La pasta ripiena per antonomasia diffusa in tutta Italia con golose varianti da nord a sud.

Origini

Secondo alcune teorie dietro al termine raviolo ci sono diversi equivoci. Dall’interpretazione dei testi medievali sarebbe possibile comprendere che il nome “raviolo” poteva essere sia sinonimo di tortello, sia una sorta di polpetta modellata a forma di uovo, cotta in brodo o in grasso. Un’altra teoria riguardante l’attribuzione del nome, cita un cuoco della Repubblica di Genova, un tal Ravioli appunto. Ad ogni modo, si collocano nel Nord Italia ma è difficile dare una data o un luogo di nascita preciso. Nel Decameron, di Giovanni Boccaccio, in una delle novelle vengono citati, insieme ai maccheroni. Si hanno notizie già sue notizie nei secoli XII e XIII. Un contratto, datato 1100, descrive quello che un padrone forniva ad un mezzadro savonese per la vendemmia: un pasto per tre persone composto di pane, vino, carne e ravioli. Nel Duecento, Genova cominciò a diffondere i ravioli attraverso gli scambi che si facevano durante le “fiere”, contribuendo alla propagazione di questo noto formato.

Cucina

I ravioli possono essere riempiti in diversi modi, ma il ripieno più diffuso è sicuramente quello di carne e prevede tendenzialmente l’utilizzo di prodotti derivanti da manzo, vitello, maiale, coniglio o faraona. Il ripieno più innovativo è quello di mare,  in genere è preparato utilizzando la polpa di pesce, crostacei o molluschi, fatta rosolare in padella e con l’aggiunta di verdure o formaggi. Si possono riempire anche con ripieno a base di verdure o formaggio come fontina, ricotta o  gorgonzola; solitamente si usano uova, sale e pepe per amalgamare ed insaporire il composto da inserire nella sfoglia. In diverse regioni italiane, da nord a sud, possiamo trovare questo formato di pasta con i più svariati ripieni.

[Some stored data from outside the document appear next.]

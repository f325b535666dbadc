//! CLI error handling with user-friendly messages.
//!
//! Centralizes error handling for the CLI, providing consistent formatting
//! and appropriate exit codes.

use std::fmt;
use std::process;

use concierge::config::ConfigFileError;
use concierge::coord::CoordError;
use concierge::generation::{GenerationError, ModelError};
use concierge::provider::LookupError;

/// CLI-specific errors with user-friendly messages.
#[derive(Debug)]
pub enum CliError {
    /// Failed to initialize logging
    LoggingInit(String),
    /// Configuration error
    Config(String),
    /// Config file could not be read or written
    ConfigFile(ConfigFileError),
    /// Failed to build the place lookup client
    Lookup(LookupError),
    /// Failed to build the generative model client
    Model(ModelError),
    /// Itinerary generation failed
    Generation(GenerationError),
    /// A coordinate argument could not be parsed
    Coordinate(CoordError),
    /// Failed to read an input file
    FileRead { path: String, error: std::io::Error },
}

impl CliError {
    /// Exit the process with an appropriate error message and code.
    pub fn exit(&self) -> ! {
        eprintln!("Error: {}", self);

        match self {
            CliError::Model(_) | CliError::Generation(GenerationError::ServiceUnavailable(_)) => {
                eprintln!();
                eprintln!("Itinerary generation needs a reachable model endpoint:");
                eprintln!("  1. Export the API key named by [generation] api_key_env");
                eprintln!("  2. Or replay a saved itinerary with --script <file>");
            }
            CliError::Lookup(_) => {
                eprintln!();
                eprintln!("Use --offline to search the built-in place catalog instead.");
            }
            _ => {}
        }

        process::exit(1)
    }
}

impl fmt::Display for CliError {
    fn fmt(&self, f: &mut fmt::Formatter<'_>) -> fmt::Result {
        match self {
            CliError::LoggingInit(msg) => write!(f, "Failed to initialize logging: {}", msg),
            CliError::Config(msg) => write!(f, "Configuration error: {}", msg),
            CliError::ConfigFile(e) => write!(f, "{}", e),
            CliError::Lookup(e) => write!(f, "Failed to create place lookup: {}", e),
            CliError::Model(e) => write!(f, "Failed to create model client: {}", e),
            CliError::Generation(e) => write!(f, "Couldn't generate an itinerary: {}", e),
            CliError::Coordinate(e) => write!(f, "Invalid coordinate: {}", e),
            CliError::FileRead { path, error } => {
                write!(f, "Failed to read file '{}': {}", path, error)
            }
        }
    }
}

impl std::error::Error for CliError {
    fn source(&self) -> Option<&(dyn std::error::Error + 'static)> {
        match self {
            CliError::ConfigFile(e) => Some(e),
            CliError::Lookup(e) => Some(e),
            CliError::Model(e) => Some(e),
            CliError::Generation(e) => Some(e),
            CliError::Coordinate(e) => Some(e),
            CliError::FileRead { error, .. } => Some(error),
            _ => None,
        }
    }
}

impl From<ConfigFileError> for CliError {
    fn from(e: ConfigFileError) -> Self {
        CliError::ConfigFile(e)
    }
}

impl From<CoordError> for CliError {
    fn from(e: CoordError) -> Self {
        CliError::Coordinate(e)
    }
}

In Lazio, Toscana e Marche il ripieno dei ravioli consiste in ricotta e spinaci, insaporiti con l’aggiunta di noce moscata e pepe nero. Una volta cotti, vengono conditi con un sugo di pomodoro fresco e basilico o con burro, salvia e Parmigiano Reggiano grattugiato. Non contenendo carne, sono considerati un piatto magro che quindi può essere consumato anche di venerdì o la Vigilia di Natale.

In Abruzzo, nella provincia di Teramo, accanto alla classica versione salata c’è una variante di ravioli dolci, con ripieno di ricotta, zucchero e cannella o maggiorana, che possono essere conditi con sugo di pomodoro o con burro e salvia, a volte con l’aggiunta di zucchero. La ricotta per il ripieno può essere di mucca o di pecora.

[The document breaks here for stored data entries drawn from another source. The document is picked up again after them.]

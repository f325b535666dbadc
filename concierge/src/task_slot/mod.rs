//! Single-occupancy slot for cancellable background operations.
//!
//! A [`TaskSlot`] owns at most one in-flight operation. Starting a new
//! operation cancels the previous one and bumps the slot's generation counter,
//! so anything the old operation produces afterwards can be recognised as stale.
//!
//! # Lifecycle
//!
//! ```text
//! start(op₁) ──► generation 1 running
//! start(op₂) ──► op₁ cancelled + aborted, generation 2 running
//! cancel()   ──► op₂ cancelled + aborted, generation 3 (nothing running)
//! ```
//!
//! The slot never delivers results. Operations publish their own output and
//! must check their [`TaskContext::is_current`] guard before doing so.
//! Cancellation is a normal lifecycle event, not a failure: nothing is
//! reported when an operation is superseded.
//!
//! # Example
//!
//! ```ignore
//! use concierge::task_slot::TaskSlot;
//!
//! let slot = TaskSlot::new("search");
//! slot.start(|ctx| async move {
//!     tokio::select! {
//!         _ = ctx.cancelled() => {}
//!         result = do_search() => {
//!             if ctx.is_current() {
//!                 publish(result);
//!             }
//!         }
//!     }
//! });
//! ```

mod generation;

pub use generation::{Generation, GenerationGuard};

use std::future::Future;
use std::sync::atomic::{AtomicU64, Ordering};
use std::sync::Arc;

use parking_lot::Mutex;
use tokio::task::JoinHandle;
use tokio_util::sync::CancellationToken;
use tracing::debug;

/// Context handed to an operation started on a [`TaskSlot`].
#[derive(Debug, Clone)]
pub struct TaskContext {
    guard: GenerationGuard,
    cancellation: CancellationToken,
}

impl TaskContext {
    /// The generation this operation runs under.
    pub fn generation(&self) -> Generation {
        self.guard.generation()
    }

    /// `true` while this operation has not been superseded.
    pub fn is_current(&self) -> bool {
        self.guard.is_current() && !self.cancellation.is_cancelled()
    }

    /// Guard that can be moved into nested work.
    pub fn guard(&self) -> GenerationGuard {
        self.guard.clone()
    }

    /// Completes when this operation is cancelled.
    pub async fn cancelled(&self) {
        self.cancellation.cancelled().await
    }
}

/// Handle to the operation most recently started on a slot.
#[derive(Debug, Clone)]
pub struct TaskTicket {
    generation: Generation,
    cancellation: CancellationToken,
}

impl TaskTicket {
    /// Generation assigned to the operation.
    pub fn generation(&self) -> Generation {
        self.generation
    }

    /// Whether the operation has been cancelled (superseded or stopped).
    #[cfg(test)]
    pub(crate) fn is_cancelled(&self) -> bool {
        self.cancellation.is_cancelled()
    }
}

struct ActiveTask {
    generation: Generation,
    cancellation: CancellationToken,
    handle: JoinHandle<()>,
}

impl ActiveTask {
    fn stop(self) {
        self.cancellation.cancel();
        self.handle.abort();
    }
}

/// Holds at most one in-flight asynchronous operation.
pub struct TaskSlot {
    name: &'static str,
    counter: Arc<AtomicU64>,
    active: Mutex<Option<ActiveTask>>,
}

impl std::fmt::Debug for TaskSlot {
    fn fmt(&self, f: &mut std::fmt::Formatter<'_>) -> std::fmt::Result {
        f.debug_struct("TaskSlot")
            .field("name", &self.name)
            .field("generation", &self.current_generation())
            .finish_non_exhaustive()
    }
}

impl TaskSlot {
    /// Create an empty slot. The name is only used in log output.
    pub fn new(name: &'static str) -> Self {
        Self {
            name,
            counter: Arc::new(AtomicU64::new(0)),
            active: Mutex::new(None),
        }
    }

    /// Cancel any previous operation and launch `operation` under a new generation.
    ///
    /// Must be called from within a Tokio runtime.
    pub fn start<F, Fut>(&self, operation: F) -> TaskTicket
    where
        F: FnOnce(TaskContext) -> Fut,
        Fut: Future<Output = ()> + Send + 'static,
    {
        let mut active = self.active.lock();

        // Bump under the lock so two racing starts cannot share a generation
        let generation = Generation::new(self.counter.fetch_add(1, Ordering::AcqRel) + 1);
        if let Some(previous) = active.take() {
            debug!(
                slot = self.name,
                superseded = %previous.generation,
                generation = %generation,
                "Superseding in-flight operation"
            );
            previous.stop();
        }

        let cancellation = CancellationToken::new();
        let ctx = TaskContext {
            guard: GenerationGuard::new(Arc::clone(&self.counter), generation),
            cancellation: cancellation.clone(),
        };
        let handle = tokio::spawn(operation(ctx));

        *active = Some(ActiveTask {
            generation,
            cancellation: cancellation.clone(),
            handle,
        });

        TaskTicket {
            generation,
            cancellation,
        }
    }

    /// Cancel the running operation, if any, and invalidate its generation.
    ///
    /// Returns the new (empty) generation.
    pub fn cancel(&self) -> Generation {
        let mut active = self.active.lock();
        let generation = Generation::new(self.counter.fetch_add(1, Ordering::AcqRel) + 1);
        if let Some(previous) = active.take() {
            debug!(
                slot = self.name,
                cancelled = %previous.generation,
                "Cancelled in-flight operation"
            );
            previous.stop();
        }
        generation
    }

    /// The generation of the most recent `start` or `cancel`.
    pub fn current_generation(&self) -> Generation {
        Generation::new(self.counter.load(Ordering::Acquire))
    }

    /// Guard for an arbitrary generation of this slot.
    pub fn guard(&self, generation: Generation) -> GenerationGuard {
        GenerationGuard::new(Arc::clone(&self.counter), generation)
    }

    /// `true` if an operation was started and has not yet finished or been cancelled.
    #[cfg(test)]
    pub(crate) fn is_running(&self) -> bool {
        self.active
            .lock()
            .as_ref()
            .is_some_and(|task| !task.handle.is_finished())
    }
}

impl Drop for TaskSlot {
    fn drop(&mut self) {
        if let Some(task) = self.active.get_mut().take() {
            task.stop();
        }
    }
}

In Sardegna li troviamo preparati con un ripieno di ricotta aromatizzata con buccia di limone grattugiata, spinaci e zafferano o formaggio fresco di prima cagliata. Un’altra preparazione tipica dell’Ogliastra, sono i Culurgiones, ravioli senza uova con una farcia di patate e menta, conditi con il “tocco”, un sugo composto da carne magra di bue, olio extravergine d’oliva, rognone, sale, cipolla, aglio, rosmarino, vino rosso e salsa di pomodoro.

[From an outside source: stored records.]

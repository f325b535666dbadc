//! Itinerary command - stream a personalised itinerary to the terminal.

use std::path::PathBuf;
use std::sync::Arc;
use std::time::Duration;

use concierge::dashboard::ItineraryView;
use concierge::generation::{GenerationState, PartialTrip, Trip};
use concierge::task_slot::Generation;
use indicatif::{ProgressBar, ProgressStyle};
use tracing::info;

use crate::error::CliError;
use crate::runner::CliRunner;

/// Arguments for the itinerary command.
pub struct ItineraryArgs {
    pub profile: Option<PathBuf>,
    pub feed: Option<PathBuf>,
    /// Replay a saved itinerary document instead of calling the model.
    pub script: Option<PathBuf>,
}

enum Outcome {
    Completed(Arc<Trip>),
    Failed(CliError),
    Cancelled,
}

/// Run the itinerary command. Ctrl-C stops generation.
pub async fn run(runner: &CliRunner, args: ItineraryArgs) -> Result<(), CliError> {
    let model = runner.model(args.script.as_deref())?;
    let dashboard = runner.dashboard(model)?;

    let profile = runner.profile(args.profile.as_deref());
    let feed = runner.feed(args.feed.as_deref());
    if let Some(profile) = &profile {
        println!("Planning for {} ({})", profile.name, profile.tier);
    }

    dashboard.prewarm().await;
    let generation = dashboard.start_itinerary(profile.as_ref(), feed.as_ref());
    let spinner = spinner();
    let mut state = dashboard.subscribe();

    let outcome = loop {
        let view = state.borrow_and_update().itinerary.clone();
        if let Some(outcome) = observe(&view, generation, &spinner) {
            break outcome;
        }
        tokio::select! {
            changed = state.changed() => {
                if changed.is_err() {
                    break Outcome::Cancelled;
                }
            }
            _ = tokio::signal::ctrl_c() => {
                dashboard.stop_itinerary();
                break Outcome::Cancelled;
            }
        }
    };
    spinner.finish_and_clear();

    match outcome {
        Outcome::Completed(trip) => {
            print_trip(&trip);
            Ok(())
        }
        Outcome::Failed(e) => Err(e),
        Outcome::Cancelled => {
            info!(generation = %generation, "Itinerary stopped by user");
            println!("Stopped.");
            Ok(())
        }
    }
}

/// Update progress for `view`; returns the outcome once the run is over.
fn observe(view: &ItineraryView, generation: Generation, spinner: &ProgressBar) -> Option<Outcome> {
    if view.generation != generation {
        return None;
    }
    match &view.state {
        GenerationState::Idle | GenerationState::Generating => {
            spinner.set_message("Waiting for the concierge...");
        }
        GenerationState::Streaming { snapshots } => {
            if let Some(snapshot) = &view.snapshot {
                spinner.set_message(progress(snapshot, *snapshots));
            }
        }
        GenerationState::Completed => {
            return view.trip.clone().map(Outcome::Completed);
        }
        GenerationState::Failed(e) => {
            return Some(Outcome::Failed(CliError::Generation(e.clone())));
        }
        GenerationState::Cancelled => return Some(Outcome::Cancelled),
    }
    None
}

fn progress(snapshot: &PartialTrip, snapshots: usize) -> String {
    let activities: usize = snapshot
        .days
        .iter()
        .flat_map(|day| &day.sections)
        .map(|section| section.activities.len())
        .sum();
    format!(
        "Drafting {}: {} day(s), {} activities ({} updates)",
        snapshot.destination.as_deref().unwrap_or("itinerary"),
        snapshot.days.len(),
        activities,
        snapshots
    )
}

fn spinner() -> ProgressBar {
    let spinner = ProgressBar::new_spinner();
    if let Ok(style) = ProgressStyle::with_template("{spinner} {msg}") {
        spinner.set_style(style);
    }
    spinner.enable_steady_tick(Duration::from_millis(120));
    spinner
}

fn print_trip(trip: &Trip) {
    println!("{}", trip.destination);
    println!("{} to {}", trip.start_label, trip.end_label);
    if let Some(name) = &trip.traveler_name {
        println!("Prepared for {}", name);
    }
    if let Some(notes) = &trip.notes {
        println!("{}", notes);
    }

    for day in &trip.days {
        println!();
        match &day.summary {
            Some(summary) => println!("{} - {}", day.day_label, summary),
            None => println!("{}", day.day_label),
        }
        for section in &day.sections {
            println!("  {}", section.title);
            if let Some(description) = &section.description {
                println!("    {}", description);
            }
            for activity in &section.activities {
                let time = activity.time_label.as_deref().unwrap_or("");
                match &activity.location_name {
                    Some(location) => {
                        println!("    {:>6}  {} @ {}", time, activity.name, location)
                    }
                    None => println!("    {:>6}  {}", time, activity.name),
                }
                if let Some(notes) = &activity.notes {
                    println!("            {}", notes);
                }
            }
        }
    }
}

In Campania, troviamo i ravioli capresi. Anche in questo caso la preparazione non prevede l’uso di uova per la pasta, ma solo di farina, acqua bollente e olio extravergine d’oliva. Il ripieno è preparato con caciotta fresca e secca, uova, abbondante maggiorana, un pizzico di pepe e Parmigiano Reggiano. Possono essere conditi con una salsa di pomodoro piuttosto leggera, per enfatizzare la delicatezza del ripieno o con è possibile, ragù napoletano per ottenere un piatto più goloso.